Exercise aim - Needed from the entries below: every line that holds the word "AddSessionRequest".

══════════

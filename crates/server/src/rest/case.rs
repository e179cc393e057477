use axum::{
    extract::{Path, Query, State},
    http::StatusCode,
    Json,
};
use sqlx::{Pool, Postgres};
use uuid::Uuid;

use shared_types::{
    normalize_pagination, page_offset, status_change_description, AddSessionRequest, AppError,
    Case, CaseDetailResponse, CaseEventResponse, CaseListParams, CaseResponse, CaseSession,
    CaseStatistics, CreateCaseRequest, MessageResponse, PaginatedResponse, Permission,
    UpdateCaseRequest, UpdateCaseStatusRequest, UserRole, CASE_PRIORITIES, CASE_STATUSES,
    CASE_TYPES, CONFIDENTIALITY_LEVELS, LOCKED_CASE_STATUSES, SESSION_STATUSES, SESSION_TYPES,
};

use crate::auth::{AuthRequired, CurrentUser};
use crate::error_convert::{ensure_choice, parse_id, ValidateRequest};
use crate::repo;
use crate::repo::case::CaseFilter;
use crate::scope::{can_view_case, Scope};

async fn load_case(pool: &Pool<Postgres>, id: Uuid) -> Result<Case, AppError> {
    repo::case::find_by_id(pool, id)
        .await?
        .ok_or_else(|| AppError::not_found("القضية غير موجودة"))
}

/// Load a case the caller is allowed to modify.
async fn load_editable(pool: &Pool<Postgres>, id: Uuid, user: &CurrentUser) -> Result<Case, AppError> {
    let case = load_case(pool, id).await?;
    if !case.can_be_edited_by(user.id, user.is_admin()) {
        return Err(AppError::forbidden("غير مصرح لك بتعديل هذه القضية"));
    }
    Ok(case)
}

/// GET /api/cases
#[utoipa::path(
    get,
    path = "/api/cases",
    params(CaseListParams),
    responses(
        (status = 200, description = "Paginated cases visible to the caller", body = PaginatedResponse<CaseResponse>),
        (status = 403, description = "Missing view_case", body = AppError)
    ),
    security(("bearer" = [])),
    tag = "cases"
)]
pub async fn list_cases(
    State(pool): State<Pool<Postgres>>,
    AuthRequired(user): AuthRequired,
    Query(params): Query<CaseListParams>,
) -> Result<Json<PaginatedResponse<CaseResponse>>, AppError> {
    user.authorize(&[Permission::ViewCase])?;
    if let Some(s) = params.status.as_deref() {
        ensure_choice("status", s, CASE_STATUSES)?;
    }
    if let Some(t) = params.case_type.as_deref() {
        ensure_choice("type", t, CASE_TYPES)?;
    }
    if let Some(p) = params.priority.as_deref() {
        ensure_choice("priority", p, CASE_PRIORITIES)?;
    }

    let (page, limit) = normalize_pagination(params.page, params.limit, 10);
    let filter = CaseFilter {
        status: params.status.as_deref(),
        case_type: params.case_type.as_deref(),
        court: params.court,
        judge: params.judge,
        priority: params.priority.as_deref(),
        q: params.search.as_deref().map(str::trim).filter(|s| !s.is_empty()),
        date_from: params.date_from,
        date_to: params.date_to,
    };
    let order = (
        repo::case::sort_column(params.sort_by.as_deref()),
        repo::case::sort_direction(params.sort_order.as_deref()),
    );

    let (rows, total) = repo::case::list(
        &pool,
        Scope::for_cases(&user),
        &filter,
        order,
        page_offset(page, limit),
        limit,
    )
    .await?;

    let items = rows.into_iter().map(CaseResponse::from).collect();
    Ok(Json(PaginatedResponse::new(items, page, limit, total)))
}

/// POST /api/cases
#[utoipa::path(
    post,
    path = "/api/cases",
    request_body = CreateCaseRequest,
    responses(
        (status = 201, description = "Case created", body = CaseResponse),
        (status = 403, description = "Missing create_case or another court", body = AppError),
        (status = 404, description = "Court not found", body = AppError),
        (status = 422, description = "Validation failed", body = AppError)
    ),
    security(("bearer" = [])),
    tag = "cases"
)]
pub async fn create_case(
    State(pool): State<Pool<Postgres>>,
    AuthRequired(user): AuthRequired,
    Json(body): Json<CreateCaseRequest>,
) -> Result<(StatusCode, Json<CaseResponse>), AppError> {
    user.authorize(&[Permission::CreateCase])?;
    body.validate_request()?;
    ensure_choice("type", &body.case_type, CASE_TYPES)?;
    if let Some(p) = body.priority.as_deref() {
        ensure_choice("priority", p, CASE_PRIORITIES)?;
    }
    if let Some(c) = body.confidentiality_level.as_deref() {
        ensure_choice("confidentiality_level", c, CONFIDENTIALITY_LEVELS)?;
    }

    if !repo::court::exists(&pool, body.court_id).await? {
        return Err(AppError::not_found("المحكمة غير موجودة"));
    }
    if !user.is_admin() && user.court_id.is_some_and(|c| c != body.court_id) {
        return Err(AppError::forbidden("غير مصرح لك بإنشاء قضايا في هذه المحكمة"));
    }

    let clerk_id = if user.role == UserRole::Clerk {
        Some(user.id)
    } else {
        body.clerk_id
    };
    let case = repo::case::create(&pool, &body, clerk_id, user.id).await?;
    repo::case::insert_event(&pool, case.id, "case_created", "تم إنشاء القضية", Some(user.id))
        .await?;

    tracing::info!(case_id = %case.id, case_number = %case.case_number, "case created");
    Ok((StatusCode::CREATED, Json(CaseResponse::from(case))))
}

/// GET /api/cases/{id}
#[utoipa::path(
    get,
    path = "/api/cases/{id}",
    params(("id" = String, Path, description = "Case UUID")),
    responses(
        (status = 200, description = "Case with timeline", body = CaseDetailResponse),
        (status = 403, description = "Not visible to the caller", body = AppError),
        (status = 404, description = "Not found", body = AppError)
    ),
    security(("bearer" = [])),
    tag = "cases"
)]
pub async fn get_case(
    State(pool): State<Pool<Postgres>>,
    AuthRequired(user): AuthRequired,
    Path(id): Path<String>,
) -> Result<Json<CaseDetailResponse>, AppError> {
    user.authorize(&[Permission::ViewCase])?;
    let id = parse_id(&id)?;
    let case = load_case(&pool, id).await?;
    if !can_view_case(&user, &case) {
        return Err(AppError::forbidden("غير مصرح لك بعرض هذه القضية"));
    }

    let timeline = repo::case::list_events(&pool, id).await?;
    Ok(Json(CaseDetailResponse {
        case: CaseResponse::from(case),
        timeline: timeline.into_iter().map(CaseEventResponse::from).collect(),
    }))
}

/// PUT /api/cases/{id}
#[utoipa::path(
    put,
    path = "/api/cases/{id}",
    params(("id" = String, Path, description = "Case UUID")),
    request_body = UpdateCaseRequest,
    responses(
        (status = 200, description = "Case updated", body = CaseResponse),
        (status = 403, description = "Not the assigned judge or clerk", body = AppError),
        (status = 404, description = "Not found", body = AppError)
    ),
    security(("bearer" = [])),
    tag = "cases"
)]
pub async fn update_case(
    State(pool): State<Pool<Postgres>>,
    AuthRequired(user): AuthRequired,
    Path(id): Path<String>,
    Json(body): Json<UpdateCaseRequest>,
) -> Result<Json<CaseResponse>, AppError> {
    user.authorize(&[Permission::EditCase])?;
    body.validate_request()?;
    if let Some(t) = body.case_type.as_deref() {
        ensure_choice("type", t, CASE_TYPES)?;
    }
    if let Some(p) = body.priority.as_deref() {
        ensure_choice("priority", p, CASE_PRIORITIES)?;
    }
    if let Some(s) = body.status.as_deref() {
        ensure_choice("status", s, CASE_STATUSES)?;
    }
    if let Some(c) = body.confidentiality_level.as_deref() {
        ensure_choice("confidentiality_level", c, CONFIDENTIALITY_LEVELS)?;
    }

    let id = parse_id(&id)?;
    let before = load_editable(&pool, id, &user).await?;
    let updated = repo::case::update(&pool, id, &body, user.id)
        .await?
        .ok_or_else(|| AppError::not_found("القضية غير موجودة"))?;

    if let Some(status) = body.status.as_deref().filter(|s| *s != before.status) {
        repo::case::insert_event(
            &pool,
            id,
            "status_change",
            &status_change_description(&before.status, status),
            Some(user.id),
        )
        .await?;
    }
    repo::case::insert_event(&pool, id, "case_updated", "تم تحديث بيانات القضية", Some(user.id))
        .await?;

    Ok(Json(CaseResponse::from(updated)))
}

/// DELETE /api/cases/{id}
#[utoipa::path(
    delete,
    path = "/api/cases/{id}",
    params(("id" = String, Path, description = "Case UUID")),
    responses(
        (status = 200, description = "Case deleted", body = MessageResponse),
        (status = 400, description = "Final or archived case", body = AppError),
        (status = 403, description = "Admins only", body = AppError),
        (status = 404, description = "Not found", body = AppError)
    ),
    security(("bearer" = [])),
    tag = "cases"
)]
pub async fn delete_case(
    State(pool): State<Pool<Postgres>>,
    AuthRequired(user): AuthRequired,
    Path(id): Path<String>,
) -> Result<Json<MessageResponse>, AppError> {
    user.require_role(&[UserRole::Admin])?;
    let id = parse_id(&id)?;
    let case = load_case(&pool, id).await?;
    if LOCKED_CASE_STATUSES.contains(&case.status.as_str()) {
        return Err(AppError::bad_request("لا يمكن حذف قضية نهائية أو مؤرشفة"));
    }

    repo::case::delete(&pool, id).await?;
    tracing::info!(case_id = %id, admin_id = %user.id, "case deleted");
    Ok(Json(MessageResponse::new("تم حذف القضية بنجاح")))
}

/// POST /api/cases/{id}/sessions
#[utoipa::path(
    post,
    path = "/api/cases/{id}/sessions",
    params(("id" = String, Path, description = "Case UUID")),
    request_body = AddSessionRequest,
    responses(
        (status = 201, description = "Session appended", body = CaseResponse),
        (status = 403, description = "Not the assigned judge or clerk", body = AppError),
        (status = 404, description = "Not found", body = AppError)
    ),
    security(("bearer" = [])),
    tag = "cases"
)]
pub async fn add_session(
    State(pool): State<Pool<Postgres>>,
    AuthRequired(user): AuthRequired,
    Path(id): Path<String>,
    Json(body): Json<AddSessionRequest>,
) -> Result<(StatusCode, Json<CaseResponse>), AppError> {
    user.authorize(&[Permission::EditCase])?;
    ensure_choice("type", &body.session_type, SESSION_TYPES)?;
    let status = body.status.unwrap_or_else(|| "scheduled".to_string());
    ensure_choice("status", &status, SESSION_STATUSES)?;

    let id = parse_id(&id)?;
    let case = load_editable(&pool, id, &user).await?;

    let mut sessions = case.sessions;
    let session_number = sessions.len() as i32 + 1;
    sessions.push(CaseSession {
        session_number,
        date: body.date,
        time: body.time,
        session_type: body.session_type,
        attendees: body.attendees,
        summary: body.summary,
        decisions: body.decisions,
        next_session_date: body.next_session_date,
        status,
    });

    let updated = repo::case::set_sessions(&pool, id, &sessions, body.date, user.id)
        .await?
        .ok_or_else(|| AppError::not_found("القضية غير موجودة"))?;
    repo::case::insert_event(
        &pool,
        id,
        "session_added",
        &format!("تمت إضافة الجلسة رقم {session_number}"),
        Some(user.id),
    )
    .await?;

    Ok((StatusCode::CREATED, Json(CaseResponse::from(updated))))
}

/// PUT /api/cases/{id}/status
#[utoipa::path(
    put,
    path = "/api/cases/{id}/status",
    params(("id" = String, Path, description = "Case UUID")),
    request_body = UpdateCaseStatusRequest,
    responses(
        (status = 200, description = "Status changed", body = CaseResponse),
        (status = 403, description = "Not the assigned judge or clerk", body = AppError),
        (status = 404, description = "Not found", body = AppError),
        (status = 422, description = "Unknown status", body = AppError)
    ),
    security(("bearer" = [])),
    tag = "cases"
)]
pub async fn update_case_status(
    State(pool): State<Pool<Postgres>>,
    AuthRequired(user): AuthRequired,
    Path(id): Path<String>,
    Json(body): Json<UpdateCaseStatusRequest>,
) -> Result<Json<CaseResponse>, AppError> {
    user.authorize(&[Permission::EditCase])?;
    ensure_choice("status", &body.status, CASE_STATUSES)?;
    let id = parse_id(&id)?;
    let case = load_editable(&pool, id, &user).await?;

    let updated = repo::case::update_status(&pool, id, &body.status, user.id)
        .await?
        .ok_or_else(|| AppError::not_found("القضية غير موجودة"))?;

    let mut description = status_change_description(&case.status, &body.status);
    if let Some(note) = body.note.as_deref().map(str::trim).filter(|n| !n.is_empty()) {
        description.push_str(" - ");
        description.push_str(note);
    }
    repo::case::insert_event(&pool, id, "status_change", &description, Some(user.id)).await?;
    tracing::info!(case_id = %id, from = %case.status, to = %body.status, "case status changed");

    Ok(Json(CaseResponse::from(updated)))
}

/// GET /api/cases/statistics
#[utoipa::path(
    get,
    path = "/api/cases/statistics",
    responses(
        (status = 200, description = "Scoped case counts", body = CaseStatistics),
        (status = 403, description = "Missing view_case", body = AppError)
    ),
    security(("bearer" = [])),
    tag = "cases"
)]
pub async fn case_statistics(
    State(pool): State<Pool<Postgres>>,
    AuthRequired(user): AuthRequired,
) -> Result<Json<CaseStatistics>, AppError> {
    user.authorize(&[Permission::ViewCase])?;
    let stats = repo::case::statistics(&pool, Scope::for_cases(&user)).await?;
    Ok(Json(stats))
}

══════════

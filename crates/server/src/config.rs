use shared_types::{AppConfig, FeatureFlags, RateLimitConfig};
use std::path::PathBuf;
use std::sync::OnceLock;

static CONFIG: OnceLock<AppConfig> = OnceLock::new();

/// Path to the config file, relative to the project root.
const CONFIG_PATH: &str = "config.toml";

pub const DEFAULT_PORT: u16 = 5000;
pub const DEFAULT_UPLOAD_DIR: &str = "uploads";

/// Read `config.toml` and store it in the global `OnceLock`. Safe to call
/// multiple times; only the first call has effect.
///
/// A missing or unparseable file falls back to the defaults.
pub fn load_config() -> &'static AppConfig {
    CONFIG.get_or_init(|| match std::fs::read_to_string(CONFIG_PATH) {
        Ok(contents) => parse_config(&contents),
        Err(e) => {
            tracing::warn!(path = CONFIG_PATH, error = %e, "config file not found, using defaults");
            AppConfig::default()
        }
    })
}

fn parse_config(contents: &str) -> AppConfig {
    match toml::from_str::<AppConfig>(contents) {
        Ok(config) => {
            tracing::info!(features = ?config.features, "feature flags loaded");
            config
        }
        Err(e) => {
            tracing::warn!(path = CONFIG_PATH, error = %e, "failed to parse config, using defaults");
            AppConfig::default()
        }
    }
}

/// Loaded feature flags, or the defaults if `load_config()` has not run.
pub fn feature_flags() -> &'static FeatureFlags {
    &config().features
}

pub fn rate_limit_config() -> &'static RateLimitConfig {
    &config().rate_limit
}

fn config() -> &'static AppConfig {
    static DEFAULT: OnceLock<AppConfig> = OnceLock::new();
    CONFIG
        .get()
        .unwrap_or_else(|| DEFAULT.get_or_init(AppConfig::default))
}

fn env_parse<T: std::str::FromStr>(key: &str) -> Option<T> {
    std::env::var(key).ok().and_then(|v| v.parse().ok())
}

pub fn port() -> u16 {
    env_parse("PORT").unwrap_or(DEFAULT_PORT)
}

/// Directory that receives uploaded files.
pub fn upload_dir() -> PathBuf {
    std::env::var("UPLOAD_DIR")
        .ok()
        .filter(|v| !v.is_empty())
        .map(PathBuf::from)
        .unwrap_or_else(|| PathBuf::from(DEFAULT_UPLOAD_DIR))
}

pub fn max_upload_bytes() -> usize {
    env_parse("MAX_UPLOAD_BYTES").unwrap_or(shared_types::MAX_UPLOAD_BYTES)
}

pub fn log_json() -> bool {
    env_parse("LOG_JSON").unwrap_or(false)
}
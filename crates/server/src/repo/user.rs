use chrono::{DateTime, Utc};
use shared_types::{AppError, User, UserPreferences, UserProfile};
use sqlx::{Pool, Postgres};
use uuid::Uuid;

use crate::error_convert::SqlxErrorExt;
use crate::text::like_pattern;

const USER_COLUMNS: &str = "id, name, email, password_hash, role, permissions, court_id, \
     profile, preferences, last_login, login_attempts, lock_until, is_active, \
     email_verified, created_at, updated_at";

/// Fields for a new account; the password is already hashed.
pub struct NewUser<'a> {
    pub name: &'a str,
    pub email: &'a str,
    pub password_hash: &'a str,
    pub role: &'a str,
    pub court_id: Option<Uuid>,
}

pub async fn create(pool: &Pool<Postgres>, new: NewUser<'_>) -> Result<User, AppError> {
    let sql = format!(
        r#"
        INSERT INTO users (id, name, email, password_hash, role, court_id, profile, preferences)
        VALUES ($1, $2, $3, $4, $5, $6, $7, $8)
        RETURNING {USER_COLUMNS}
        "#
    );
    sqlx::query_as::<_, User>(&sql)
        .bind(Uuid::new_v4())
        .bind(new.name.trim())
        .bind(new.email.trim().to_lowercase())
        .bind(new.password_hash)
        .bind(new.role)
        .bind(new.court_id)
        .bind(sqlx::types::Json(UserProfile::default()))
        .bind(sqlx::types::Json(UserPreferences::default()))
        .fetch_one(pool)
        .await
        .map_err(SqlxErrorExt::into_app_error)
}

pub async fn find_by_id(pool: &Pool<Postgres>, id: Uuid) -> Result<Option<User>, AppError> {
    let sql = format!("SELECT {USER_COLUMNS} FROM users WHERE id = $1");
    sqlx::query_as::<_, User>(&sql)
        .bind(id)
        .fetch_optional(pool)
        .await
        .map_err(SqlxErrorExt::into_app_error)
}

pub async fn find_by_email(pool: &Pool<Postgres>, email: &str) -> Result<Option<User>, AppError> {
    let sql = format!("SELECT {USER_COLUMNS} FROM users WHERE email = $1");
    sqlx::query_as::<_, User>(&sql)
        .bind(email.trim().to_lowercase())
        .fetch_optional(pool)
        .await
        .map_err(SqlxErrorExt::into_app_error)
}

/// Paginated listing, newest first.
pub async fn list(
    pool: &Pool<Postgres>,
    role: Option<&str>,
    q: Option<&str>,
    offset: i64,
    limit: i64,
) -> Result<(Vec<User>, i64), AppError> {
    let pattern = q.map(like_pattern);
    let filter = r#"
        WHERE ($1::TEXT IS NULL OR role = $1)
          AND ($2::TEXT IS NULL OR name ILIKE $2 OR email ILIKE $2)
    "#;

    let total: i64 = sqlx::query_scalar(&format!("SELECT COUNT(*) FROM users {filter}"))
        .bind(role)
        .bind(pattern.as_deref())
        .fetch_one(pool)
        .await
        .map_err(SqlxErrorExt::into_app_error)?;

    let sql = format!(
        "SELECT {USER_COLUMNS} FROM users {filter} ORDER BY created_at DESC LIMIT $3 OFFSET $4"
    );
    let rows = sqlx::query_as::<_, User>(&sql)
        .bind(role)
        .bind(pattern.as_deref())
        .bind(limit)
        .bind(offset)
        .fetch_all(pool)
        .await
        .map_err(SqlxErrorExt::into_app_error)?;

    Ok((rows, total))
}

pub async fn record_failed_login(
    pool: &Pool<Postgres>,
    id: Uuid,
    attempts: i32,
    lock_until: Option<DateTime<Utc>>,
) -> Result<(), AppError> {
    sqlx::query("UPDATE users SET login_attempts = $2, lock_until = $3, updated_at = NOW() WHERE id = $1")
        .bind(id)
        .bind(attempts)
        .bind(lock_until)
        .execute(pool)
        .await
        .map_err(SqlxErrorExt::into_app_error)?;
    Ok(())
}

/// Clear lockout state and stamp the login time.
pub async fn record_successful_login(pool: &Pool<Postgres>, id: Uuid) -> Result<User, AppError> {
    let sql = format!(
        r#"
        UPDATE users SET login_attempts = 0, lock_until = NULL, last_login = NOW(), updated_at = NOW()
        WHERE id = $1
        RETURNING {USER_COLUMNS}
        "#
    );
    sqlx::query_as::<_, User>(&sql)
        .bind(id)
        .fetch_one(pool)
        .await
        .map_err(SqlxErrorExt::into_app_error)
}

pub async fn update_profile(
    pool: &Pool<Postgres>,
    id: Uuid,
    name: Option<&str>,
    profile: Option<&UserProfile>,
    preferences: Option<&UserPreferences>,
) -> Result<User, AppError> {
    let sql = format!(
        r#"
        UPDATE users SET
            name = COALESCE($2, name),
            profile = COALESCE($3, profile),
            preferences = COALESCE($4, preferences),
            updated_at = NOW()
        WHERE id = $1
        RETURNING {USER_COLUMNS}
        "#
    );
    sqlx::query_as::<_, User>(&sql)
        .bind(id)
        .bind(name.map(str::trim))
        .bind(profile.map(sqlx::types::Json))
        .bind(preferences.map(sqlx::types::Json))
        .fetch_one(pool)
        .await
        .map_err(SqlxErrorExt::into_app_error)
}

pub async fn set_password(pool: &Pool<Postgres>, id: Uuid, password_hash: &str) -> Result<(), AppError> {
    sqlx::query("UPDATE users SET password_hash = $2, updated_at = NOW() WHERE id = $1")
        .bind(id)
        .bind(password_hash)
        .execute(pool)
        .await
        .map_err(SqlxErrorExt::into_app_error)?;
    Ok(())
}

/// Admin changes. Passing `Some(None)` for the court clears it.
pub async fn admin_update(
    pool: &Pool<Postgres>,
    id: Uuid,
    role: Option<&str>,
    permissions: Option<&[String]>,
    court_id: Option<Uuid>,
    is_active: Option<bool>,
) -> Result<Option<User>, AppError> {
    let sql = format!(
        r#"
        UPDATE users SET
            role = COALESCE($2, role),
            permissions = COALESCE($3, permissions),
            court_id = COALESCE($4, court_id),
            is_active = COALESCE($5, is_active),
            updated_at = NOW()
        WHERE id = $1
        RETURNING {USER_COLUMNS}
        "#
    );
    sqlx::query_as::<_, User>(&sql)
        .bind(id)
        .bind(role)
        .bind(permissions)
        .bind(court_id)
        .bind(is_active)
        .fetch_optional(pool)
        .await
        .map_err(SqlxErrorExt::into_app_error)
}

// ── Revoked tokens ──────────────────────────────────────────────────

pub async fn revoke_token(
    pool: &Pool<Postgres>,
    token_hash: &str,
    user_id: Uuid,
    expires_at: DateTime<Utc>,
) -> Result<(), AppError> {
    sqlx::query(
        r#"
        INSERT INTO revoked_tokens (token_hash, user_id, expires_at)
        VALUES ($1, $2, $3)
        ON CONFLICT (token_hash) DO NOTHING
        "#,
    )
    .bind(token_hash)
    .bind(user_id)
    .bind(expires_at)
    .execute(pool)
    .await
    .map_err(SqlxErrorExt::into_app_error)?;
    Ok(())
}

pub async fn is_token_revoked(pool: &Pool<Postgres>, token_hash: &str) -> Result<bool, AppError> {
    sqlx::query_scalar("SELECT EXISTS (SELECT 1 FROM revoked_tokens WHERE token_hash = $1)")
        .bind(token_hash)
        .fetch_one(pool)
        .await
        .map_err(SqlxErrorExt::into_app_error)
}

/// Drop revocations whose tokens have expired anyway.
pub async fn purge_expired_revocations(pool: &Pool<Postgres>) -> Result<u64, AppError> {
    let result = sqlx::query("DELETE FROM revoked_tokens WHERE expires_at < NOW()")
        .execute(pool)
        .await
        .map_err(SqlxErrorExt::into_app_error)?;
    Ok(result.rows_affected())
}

══════════

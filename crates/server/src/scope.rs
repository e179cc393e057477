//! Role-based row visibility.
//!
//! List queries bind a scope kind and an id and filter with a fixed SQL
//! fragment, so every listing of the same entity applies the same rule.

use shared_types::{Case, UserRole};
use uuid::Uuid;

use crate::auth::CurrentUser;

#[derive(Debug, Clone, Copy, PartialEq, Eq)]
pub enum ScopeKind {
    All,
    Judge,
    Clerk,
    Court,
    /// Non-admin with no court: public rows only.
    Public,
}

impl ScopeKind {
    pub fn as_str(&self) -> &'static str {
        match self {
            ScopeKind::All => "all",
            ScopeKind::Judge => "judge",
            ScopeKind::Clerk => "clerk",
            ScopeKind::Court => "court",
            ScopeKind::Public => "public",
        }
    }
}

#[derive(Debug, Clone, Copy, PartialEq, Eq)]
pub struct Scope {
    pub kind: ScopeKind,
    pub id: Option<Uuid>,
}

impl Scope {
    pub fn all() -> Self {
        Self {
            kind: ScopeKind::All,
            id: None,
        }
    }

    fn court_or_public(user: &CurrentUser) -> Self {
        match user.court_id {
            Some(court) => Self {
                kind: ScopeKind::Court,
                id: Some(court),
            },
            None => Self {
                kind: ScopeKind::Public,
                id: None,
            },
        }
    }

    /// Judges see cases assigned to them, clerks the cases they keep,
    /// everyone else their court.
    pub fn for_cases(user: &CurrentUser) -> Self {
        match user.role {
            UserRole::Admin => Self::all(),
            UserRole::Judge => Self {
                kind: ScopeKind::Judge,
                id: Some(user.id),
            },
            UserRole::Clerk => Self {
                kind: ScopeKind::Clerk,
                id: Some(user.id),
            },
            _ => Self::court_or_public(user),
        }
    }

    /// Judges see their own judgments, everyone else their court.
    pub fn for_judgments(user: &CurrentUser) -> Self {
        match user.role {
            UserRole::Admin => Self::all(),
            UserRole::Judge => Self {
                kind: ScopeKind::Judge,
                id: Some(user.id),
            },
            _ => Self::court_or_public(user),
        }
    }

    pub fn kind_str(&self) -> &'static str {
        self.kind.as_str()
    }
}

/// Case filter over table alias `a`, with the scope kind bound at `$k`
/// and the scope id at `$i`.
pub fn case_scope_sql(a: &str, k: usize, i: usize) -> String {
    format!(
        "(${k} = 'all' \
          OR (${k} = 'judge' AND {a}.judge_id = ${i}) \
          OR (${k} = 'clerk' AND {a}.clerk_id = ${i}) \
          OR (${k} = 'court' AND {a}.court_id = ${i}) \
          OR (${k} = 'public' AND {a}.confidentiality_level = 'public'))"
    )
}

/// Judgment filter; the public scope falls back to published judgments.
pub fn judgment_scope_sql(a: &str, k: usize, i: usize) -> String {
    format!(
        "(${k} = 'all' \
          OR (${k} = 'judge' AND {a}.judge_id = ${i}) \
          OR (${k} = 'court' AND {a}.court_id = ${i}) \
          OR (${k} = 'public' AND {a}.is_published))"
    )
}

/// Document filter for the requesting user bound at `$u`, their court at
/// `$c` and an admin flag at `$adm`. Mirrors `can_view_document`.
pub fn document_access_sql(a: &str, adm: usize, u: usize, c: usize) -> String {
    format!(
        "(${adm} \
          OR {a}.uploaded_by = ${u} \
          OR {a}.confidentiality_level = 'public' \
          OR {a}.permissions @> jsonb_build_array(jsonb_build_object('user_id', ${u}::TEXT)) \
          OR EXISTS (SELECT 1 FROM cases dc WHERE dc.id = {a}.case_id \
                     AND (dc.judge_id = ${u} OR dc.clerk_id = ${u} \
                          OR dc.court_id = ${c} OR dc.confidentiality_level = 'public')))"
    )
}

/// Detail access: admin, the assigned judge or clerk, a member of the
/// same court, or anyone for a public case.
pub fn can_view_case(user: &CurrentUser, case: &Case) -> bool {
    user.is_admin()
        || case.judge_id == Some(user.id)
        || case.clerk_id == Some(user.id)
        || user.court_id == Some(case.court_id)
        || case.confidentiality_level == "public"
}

══════════

Answer below -
    normalize_pagination, page_offset, status_change_description, AddSessionRequest, AppError,
    request_body = AddSessionRequest,
    Json(body): Json<AddSessionRequest>,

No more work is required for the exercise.